Julie détourna l'entretien:
—Et Claire, demanda-t-elle, qu'en dit Daumier?
—Oh! Claire n'est pas couchée, même... elle va être sur le seuil de la maison, certainement, pour vous recevoir, tout à l'heure. Son mal n'est pas un mal classé, étiqueté, et justement pour cela, le remède est difficile à trouver. Rodin dit: «La campagne, le grand air, l'exercice.» Daumier dit: «Le mariage.» Ils ont raison tous les deux. Mais Claire ne veut pas quitter Paris: elle a des crises de nerfs dès qu'on aborde cette question... Et quant au mariage...

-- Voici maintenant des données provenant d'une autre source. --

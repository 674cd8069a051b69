// SPDX-License-Identifier: BUSL-1.1
// Copyright (c) 2026 Alfred Jean LLC

//! Job status transitions driven by crawler reports.
//!
//! Every mutation goes through [`JobLifecycle`]. Each write carries the
//! status it was computed from, so a concurrent change surfaces as a store
//! error instead of being overwritten.

use hv_core::{
    AccountId, Clock, Job, JobId, JobStatus, NewJob, Progress, ProgressError, ProgressUpdate,
    ResumeState,
};
use hv_storage::{Field, Insert, JobPatch, JobStore, StoreError};
use std::sync::Arc;
use thiserror::Error;

use crate::discovery::{DiscoveryHandler, DiscoveryReport};
use crate::tracker::DiscoveryTracker;

#[derive(Debug, Error)]
pub enum LifecycleError {
    #[error("job not found: {0}")]
    NotFound(JobId),

    #[error("job {id}: cannot move from {from} to {to}")]
    InvalidTransition { id: JobId, from: JobStatus, to: JobStatus },

    #[error("job {id} is {status}, not accepting progress")]
    NotActive { id: JobId, status: JobStatus },

    #[error("job {id}: {source}")]
    Progress {
        id: JobId,
        #[source]
        source: ProgressError,
    },

    #[error(transparent)]
    Store(#[from] StoreError),
}

/// A `job_failed` report.
#[derive(Debug, Clone, Default, PartialEq)]
pub struct Failure {
    pub error: String,
    pub recoverable: bool,
    pub credential_expired: bool,
    pub resume_state: Option<ResumeState>,
}

impl Failure {
    pub fn new(error: impl Into<String>) -> Self {
        Self { error: error.into(), ..Default::default() }
    }

    pub fn recoverable(mut self, resume_state: Option<ResumeState>) -> Self {
        self.recoverable = true;
        self.resume_state = resume_state;
        self
    }
}

/// Result of [`JobLifecycle::on_completed`].
#[derive(Debug)]
pub struct Completion {
    pub job: Job,
    /// Jobs spawned because an authorization job finished.
    pub spawned: Option<DiscoveryReport>,
}

pub struct JobLifecycle<C: Clock> {
    store: Arc<dyn JobStore>,
    discovery: Arc<DiscoveryHandler>,
    tracker: Arc<DiscoveryTracker>,
    clock: C,
}

impl<C: Clock> JobLifecycle<C> {
    pub fn new(
        store: Arc<dyn JobStore>,
        discovery: Arc<DiscoveryHandler>,
        tracker: Arc<DiscoveryTracker>,
        clock: C,
    ) -> Self {
        Self { store, discovery, tracker, clock }
    }

    pub fn tracker(&self) -> &DiscoveryTracker {
        &self.tracker
    }

    /// Seed an account with its authorization job.
    pub async fn create_authorization(
        &self,
        account: &AccountId,
    ) -> Result<Insert<Job>, LifecycleError> {
        let insert = self.store.create_job(NewJob::authorization(account.clone())).await?;
        let job = insert.get();
        if !job.is_terminal() {
            self.tracker.begin(account, &job.id, self.clock.utc());
        }
        if insert.is_created() {
            tracing::info!(job_id = %job.id, account = %account, "authorization job created");
        }
        Ok(insert)
    }

    pub async fn on_started(&self, id: &JobId) -> Result<Job, LifecycleError> {
        let job = self.require(id).await?;
        if job.status == JobStatus::Running {
            return Ok(job);
        }
        self.check(&job, JobStatus::Running)?;

        let mut patch = JobPatch::transition(job.status, JobStatus::Running);
        if job.started_at.is_none() {
            patch.started_at = Some(self.clock.utc());
        }
        if job.progress.is_none() {
            patch.progress = Field::Set(Progress::default());
        }
        let job = self.store.update_job(id, patch).await?;
        if job.command.is_discovery() {
            self.tracker.begin(&job.account_id, &job.id, self.clock.utc());
        }
        tracing::info!(
            job_id = %id,
            command = %job.command,
            target = job.target(),
            "job started"
        );
        Ok(job)
    }

    /// Merge a partial progress report. A `processed > total` result is
    /// rejected and leaves the row untouched.
    pub async fn on_progress(
        &self,
        id: &JobId,
        update: &ProgressUpdate,
        resume_state: Option<ResumeState>,
    ) -> Result<Job, LifecycleError> {
        let job = self.require(id).await?;
        if !job.status.is_active() {
            return Err(LifecycleError::NotActive { id: id.clone(), status: job.status });
        }

        let progress = job
            .progress
            .clone()
            .unwrap_or_default()
            .merged(update)
            .map_err(|source| LifecycleError::Progress { id: id.clone(), source })?;

        let mut patch = JobPatch { expected: Some(job.status), ..Default::default() };
        patch.progress = Field::Set(progress);
        if let Some(newer) = resume_state {
            patch.resume_state = Field::Set(merge_resume(job.resume_state.clone(), newer));
        }
        let job = self.store.update_job(id, patch).await?;
        tracing::debug!(
            job_id = %id,
            processed = job.progress.as_ref().map(|p| p.processed),
            total = job.progress.as_ref().and_then(|p| p.total),
            "progress"
        );
        Ok(job)
    }

    /// Finish a job. The row is persisted before any dependent jobs are
    /// spawned, so spawning can be re-derived from a finished row.
    pub async fn on_completed(
        &self,
        id: &JobId,
        final_progress: Option<&ProgressUpdate>,
    ) -> Result<Completion, LifecycleError> {
        let job = self.require(id).await?;
        self.check(&job, JobStatus::Finished)?;

        let mut patch = JobPatch::transition(job.status, JobStatus::Finished);
        patch.finished_at = Field::Set(self.clock.utc());
        patch.resume_state = Field::Clear;
        patch.error = Field::Clear;
        if let Some(update) = final_progress {
            let progress = job
                .progress
                .clone()
                .unwrap_or_default()
                .merged(update)
                .map_err(|source| LifecycleError::Progress { id: id.clone(), source })?;
            patch.progress = Field::Set(progress);
        }
        let job = self.store.update_job(id, patch).await?;
        tracing::info!(
            job_id = %id,
            command = %job.command,
            target = job.target(),
            "job finished"
        );

        let spawned = if job.command.is_discovery() {
            self.tracker.complete(&job.account_id, &job.id, self.clock.utc());
            Some(self.discovery.spawn_for_account(&job.account_id, Some(&job.id)).await)
        } else {
            None
        };
        Ok(Completion { job, spawned })
    }

    pub async fn on_failed(&self, id: &JobId, failure: Failure) -> Result<Job, LifecycleError> {
        let job = self.require(id).await?;
        let to = if failure.credential_expired {
            JobStatus::CredentialExpired
        } else {
            JobStatus::Failed
        };
        self.check(&job, to)?;

        let mut patch = JobPatch::transition(job.status, to);
        patch.error = Field::Set(failure.error.clone());
        let keep_resume = failure.recoverable || failure.credential_expired;
        patch.resume_state = match failure.resume_state {
            Some(newer) if keep_resume => {
                Field::Set(merge_resume(job.resume_state.clone(), newer))
            }
            _ if failure.credential_expired => Field::Keep,
            _ => Field::Clear,
        };
        if to == JobStatus::Failed {
            patch.finished_at = Field::Set(self.clock.utc());
        }

        let job = self.store.update_job(id, patch).await?;
        tracing::warn!(
            job_id = %id,
            status = %job.status,
            recoverable = failure.recoverable,
            error = %failure.error,
            "job failed"
        );
        Ok(job)
    }

    pub async fn pause(&self, id: &JobId) -> Result<Job, LifecycleError> {
        self.transition(id, JobStatus::Paused).await
    }

    /// Resumable retry: a failed or paused row goes back to `queued` with its
    /// resume state intact.
    pub async fn requeue(&self, id: &JobId) -> Result<Job, LifecycleError> {
        let job = self.require(id).await?;
        self.check(&job, JobStatus::Queued)?;
        let mut patch = JobPatch::transition(job.status, JobStatus::Queued);
        patch.finished_at = Field::Clear;
        patch.error = Field::Clear;
        patch.assigned_at = Field::Clear;
        let job = self.store.update_job(id, patch).await?;
        tracing::info!(job_id = %id, resumable = job.resume_state.is_some(), "job requeued");
        Ok(job)
    }

    pub async fn await_credential_renewal(&self, id: &JobId) -> Result<Job, LifecycleError> {
        self.transition(id, JobStatus::WaitingCredentialRenewal).await
    }

    /// Park every `credential_expired` job of `account` until a new
    /// credential arrives.
    pub async fn await_account_renewal(
        &self,
        account: &AccountId,
    ) -> Result<Vec<Job>, LifecycleError> {
        let waiting = self
            .move_account_jobs(
                account,
                JobStatus::CredentialExpired,
                JobStatus::WaitingCredentialRenewal,
            )
            .await?;
        tracing::info!(account = %account, jobs = waiting.len(), "waiting for credential renewal");
        Ok(waiting)
    }

    /// Release every job of `account` waiting on a new credential.
    pub async fn on_credential_renewed(
        &self,
        account: &AccountId,
    ) -> Result<Vec<Job>, LifecycleError> {
        let renewed = self
            .move_account_jobs(
                account,
                JobStatus::WaitingCredentialRenewal,
                JobStatus::CredentialRenewed,
            )
            .await?;
        tracing::info!(account = %account, jobs = renewed.len(), "credential renewed");
        Ok(renewed)
    }

    /// Move the account's jobs in `from` to `to`, dropping stale claims.
    /// Jobs that changed concurrently are skipped.
    async fn move_account_jobs(
        &self,
        account: &AccountId,
        from: JobStatus,
        to: JobStatus,
    ) -> Result<Vec<Job>, LifecycleError> {
        let jobs = self.store.jobs_for_account(account).await?;
        let mut moved = Vec::new();
        for job in jobs.into_iter().filter(|j| j.status == from) {
            let mut patch = JobPatch::transition(from, to);
            patch.assigned_at = Field::Clear;
            match self.store.update_job(&job.id, patch).await {
                Ok(job) => moved.push(job),
                Err(e) => tracing::warn!(job_id = %job.id, status = %to, error = %e, "job skipped"),
            }
        }
        Ok(moved)
    }

    async fn transition(&self, id: &JobId, to: JobStatus) -> Result<Job, LifecycleError> {
        let job = self.require(id).await?;
        self.check(&job, to)?;
        let job = self.store.update_job(id, JobPatch::transition(job.status, to)).await?;
        tracing::info!(job_id = %id, status = %to, "job status changed");
        Ok(job)
    }

    async fn require(&self, id: &JobId) -> Result<Job, LifecycleError> {
        self.store.find_job(id).await?.ok_or_else(|| LifecycleError::NotFound(id.clone()))
    }

    fn check(&self, job: &Job, to: JobStatus) -> Result<(), LifecycleError> {
        if job.status.can_transition_to(to) {
            Ok(())
        } else {
            Err(LifecycleError::InvalidTransition { id: job.id.clone(), from: job.status, to })
        }
    }
}

/// Last write wins per entity; entities absent from `newer` are kept.
fn merge_resume(stored: Option<ResumeState>, newer: ResumeState) -> ResumeState {
    let mut merged = stored.unwrap_or_default();
    merged.merge(newer);
    merged
}

#[cfg(test)]
#[path = "lifecycle_tests.rs"]
mod tests;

Il se taisait. Julie questionna, un peu gênée:
—Est-ce que M. de Rieu?...
—Oui... il est là, tous les jours. Il a été admirable pour nous. Seul à la maison, avec un moribond et une malade, vous comprenez, je n'aurais pas suffi. Il est venu matin et soir... Il a fait lui-même les démarches auprès de Rodin, qui ne soigne pas tout le monde. Et croiriez-vous qu'il a veillé Antoine avant-hier?